The only way for xhci to accept these transfers is to apply the patch
I posted last week that checks for aligned buffers and skips the 'pad
with NOPs' code if they are aligned, and then set sg_tablesize to ~0.

The 'struct usb_bus' currently contains 2 fields associated with scatter-
gather:
- no_sg_constraint:1 is set by xhci and checked by usbnet/ax88179_178a
  before it uses 'randomly aligned' fragments.
- sg_tablesize is supposed to be the limit on the number of sg fragments.
  ehci, ohci and uhci either set 0 or ~0.
  xhci currently sets TRBS_PER_SEGMENT/2 == 128 (previously 32, older ~0).
  Some code only checks for non-zero.

It would be better if the former were changed to be a limit on the
number of 'unconstrained' fragments; since that limit is somewhat
different (in xhci) from the limit on the number of aligned fragments.
Alternatively both could be treated at booleans, and we just hope
that any fragment limits aren't exceeded.

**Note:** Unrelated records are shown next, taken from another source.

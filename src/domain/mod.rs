//! Domain types used throughout the pipeline.
//!
//! This module defines:
//!
//! - typed scalar values (`FieldValue`) with an explicit "no value" variant
//! - normalized per-timestamp records (`CleanedRecord`)
//! - uniquely-keyed time-series points (`Point`)
//! - per-invocation run configuration (`RunContext`, `Mode`)

pub mod types;

pub use types::*;
pub mod complete;
pub mod export;
pub mod init;
pub mod order;
pub mod resume;
pub mod session;
pub mod status;
pub mod wait;
pub mod watch;

use anyhow::Result;
use clap::{Parser, Subcommand};

#[derive(Debug, Subcommand)]
enum Commands {
    #[command(about = "Configuration initialization")]
    Init(init::InitArgs),
    #[command(about = "Register, list and inspect work orders", arg_required_else_help = true)]
    Order(order::OrderArgs),
    #[command(about = "Mark a work order as awaiting an external dependency")]
    Wait(wait::WaitArgs),
    #[command(about = "Resume a work order after its dependency is resolved")]
    Resume(resume::ResumeArgs),
    #[command(about = "Mark a work order as completed")]
    Complete(complete::CompleteArgs),
    #[command(about = "Show the SLA dashboard")]
    Status(status::StatusArgs),
    #[command(about = "Re-evaluate open orders periodically and alert on changes")]
    Watch,
    #[command(about = "Show or change the current session role")]
    Session(session::SessionArgs),
    #[command(about = "Export the SLA report")]
    Export(export::ExportArgs),
}

#[derive(Debug, Parser)]
#[command(author, version, about, long_about = None)]
#[command(arg_required_else_help(true))]
pub struct Cli {
    #[command(subcommand)]
    command: Commands,
}

impl Cli {
    pub async fn menu() -> Result<()> {
        let cli = Self::parse();
        match cli.command {
            Commands::Init(args) => init::cmd(args),
            Commands::Order(args) => order::cmd(args),
            Commands::Wait(args) => wait::cmd(args),
            Commands::Resume(args) => resume::cmd(args),
            Commands::Complete(args) => complete::cmd(args),
            Commands::Status(args) => status::cmd(args),
            Commands::Watch => watch::cmd().await,
            Commands::Session(args) => session::cmd(args),
            Commands::Export(args) => export::cmd(args),
        }
    }
}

[1] I don't know if it is best to try to allocate 2^n pages, falling
back on smaller sizes (if they'll meet the fragment count limit)
rather than allocating equal sized fragments.
The code should probably also be willing to allocate more fragments
if it can't allocated even 16k blocks.
However processing variable-sized fragment lists requires that the
sg[].length field not be modified by the dma_map code - I don't
know if that is generally true?

David




RE: Max. libusb bulk send/receive values lowered with xhci?

2014-01-23 Thread David Laight
From: Jérôme Carretero
> Hi Sarah,
> 
> I was happily using big (10MB) buffers before, and with recent kernels,
> when using USB3, I had to reduce the size of my buffers a lot.
> By the way, I couldn't find any information on a maximum size for the
> bulk transfers using libusb, maybe you know about that also ?
> 
> So, using v3.13, this what I get from the kernel when doing a bulk read
> of 4 MiB:
> 
> [  506.856282] xhci_hcd :00:14.0: Too many fragments 256, max 63
> [  506.856288] usb 4-5: usbfs: usb_submit_urb returned -12
...

> I saw your 3.12-td-fragment-failure branch and tried it; there,
> sometimes the transfers don't work, with:
> 
> xhci_hcd :00:14.0: WARN Event TRB for slot 10 ep 4 with no TDs queued?

That shouldn't happen, otoh the xchi code is too complicated
and it doesn't actually surprise me.
Without some specific traces in the normal paths it is probably
impossible to work out what went wrong.

> python2: page allocation failure: order:10, mode:0x1040d0

That is just a failure to allocate a 4MB block of kernel memory.
Trying to allocate a block that large is rather doomed.

It looks like the code is allocation a contiguous buffer (virtual and
physical) for the request, and then somewhere it is being split
into separate address:length pairs for each 4k physical page.

Given the names of the fields of 'struct scatterlist' I suspect the
original use required a separate entry for each page.
I've not looked at the dma mapping code (nop on x86) to see if it
does actually map multiple pages for a single sg entry.

In any case the xhci driver doesn't need separate fragments for
each page - so could usefully detect adjacent fragments and use
a single TD for them.
(Which wouldn't help if the ioctl code allocated fragmented buffers.)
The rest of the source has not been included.